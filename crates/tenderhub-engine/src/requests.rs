//! Request records accepted from the transport layer.
//!
//! Field names follow the wire format (camelCase). Enumerated values
//! (statuses, author types, decisions) arrive as strings and are parsed
//! by the services before any store access.

use serde::Deserialize;
use uuid::Uuid;

use tenderhub_core::error::{TenderHubError, TenderHubResult};

#[derive(Debug, Clone, Deserialize)]
#[serde(rename_all = "camelCase")]
pub struct CreateTenderRequest {
    pub name: String,
    #[serde(default)]
    pub description: String,
    pub service_type: String,
    pub status: String,
    pub organization_id: Uuid,
    pub creator_username: String,
}

#[derive(Debug, Clone, Default, Deserialize)]
#[serde(rename_all = "camelCase")]
pub struct ListTendersRequest {
    #[serde(default)]
    pub service_types: Vec<String>,
    pub limit: Option<u64>,
    pub offset: Option<u64>,
}

/// Paging for lists scoped to the acting user.
#[derive(Debug, Clone, Deserialize)]
#[serde(rename_all = "camelCase")]
pub struct ListMineRequest {
    pub username: String,
    pub limit: Option<u64>,
    pub offset: Option<u64>,
}

/// Partial tender edit. Omitted and empty fields stay unchanged.
#[derive(Debug, Clone, Deserialize)]
#[serde(rename_all = "camelCase")]
pub struct EditTenderRequest {
    pub tender_id: Uuid,
    pub username: String,
    pub name: Option<String>,
    pub description: Option<String>,
    pub service_type: Option<String>,
}

#[derive(Debug, Clone, Deserialize)]
#[serde(rename_all = "camelCase")]
pub struct CreateBidRequest {
    pub name: String,
    #[serde(default)]
    pub description: String,
    pub tender_id: Uuid,
    pub author_type: String,
    pub author_id: Uuid,
}

#[derive(Debug, Clone, Deserialize)]
#[serde(rename_all = "camelCase")]
pub struct ListTenderBidsRequest {
    pub tender_id: Uuid,
    pub username: String,
    pub limit: Option<u64>,
    pub offset: Option<u64>,
}

/// Partial bid edit. Omitted and empty fields stay unchanged.
#[derive(Debug, Clone, Deserialize)]
#[serde(rename_all = "camelCase")]
pub struct EditBidRequest {
    pub bid_id: Uuid,
    pub username: String,
    pub name: Option<String>,
    pub description: Option<String>,
}

#[derive(Debug, Clone, Deserialize)]
#[serde(rename_all = "camelCase")]
pub struct SubmitDecisionRequest {
    pub bid_id: Uuid,
    pub decision: String,
    pub username: String,
}

#[derive(Debug, Clone, Deserialize)]
#[serde(rename_all = "camelCase")]
pub struct AddReviewRequest {
    pub bid_id: Uuid,
    pub username: String,
    pub content: String,
}

#[derive(Debug, Clone, Deserialize)]
#[serde(rename_all = "camelCase")]
pub struct ListReviewsRequest {
    pub bid_id: Uuid,
    pub limit: Option<u64>,
    pub offset: Option<u64>,
}

#[derive(Debug, Clone, Deserialize)]
#[serde(rename_all = "camelCase")]
pub struct CreateUserRequest {
    pub username: String,
    #[serde(default)]
    pub first_name: String,
    #[serde(default)]
    pub last_name: String,
}

#[derive(Debug, Clone, Deserialize)]
#[serde(rename_all = "camelCase")]
pub struct CreateOrganizationRequest {
    pub name: String,
    #[serde(default)]
    pub description: String,
}

/// Fails with a `Validation` error when a required field is blank.
pub(crate) fn require(field: &str, value: &str) -> TenderHubResult<()> {
    if value.trim().is_empty() {
        return Err(TenderHubError::required(field));
    }
    Ok(())
}

/// Treats an empty or whitespace-only string like an omitted field.
pub(crate) fn supplied(value: Option<String>) -> Option<String> {
    value.filter(|v| !v.trim().is_empty())
}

• • • •

**HOW TO COMPLETE THIS TASK**
An exact copy of every line from the one containing "pub(crate) fn require(field: &str, value: &str)" through the last line of the entries is required; please add nothing.

**RESPONSE AREA**
pub(crate) fn require(field: &str, value: &str) -> TenderHubResult<()> {
    if value.trim().is_empty() {
        return Err(TenderHubError::required(field));
    }
    Ok(())
}

/// Treats an empty or whitespace-only string like an omitted field.
pub(crate) fn supplied(value: Option<String>) -> Option<String> {
    value.filter(|v| !v.trim().is_empty())
}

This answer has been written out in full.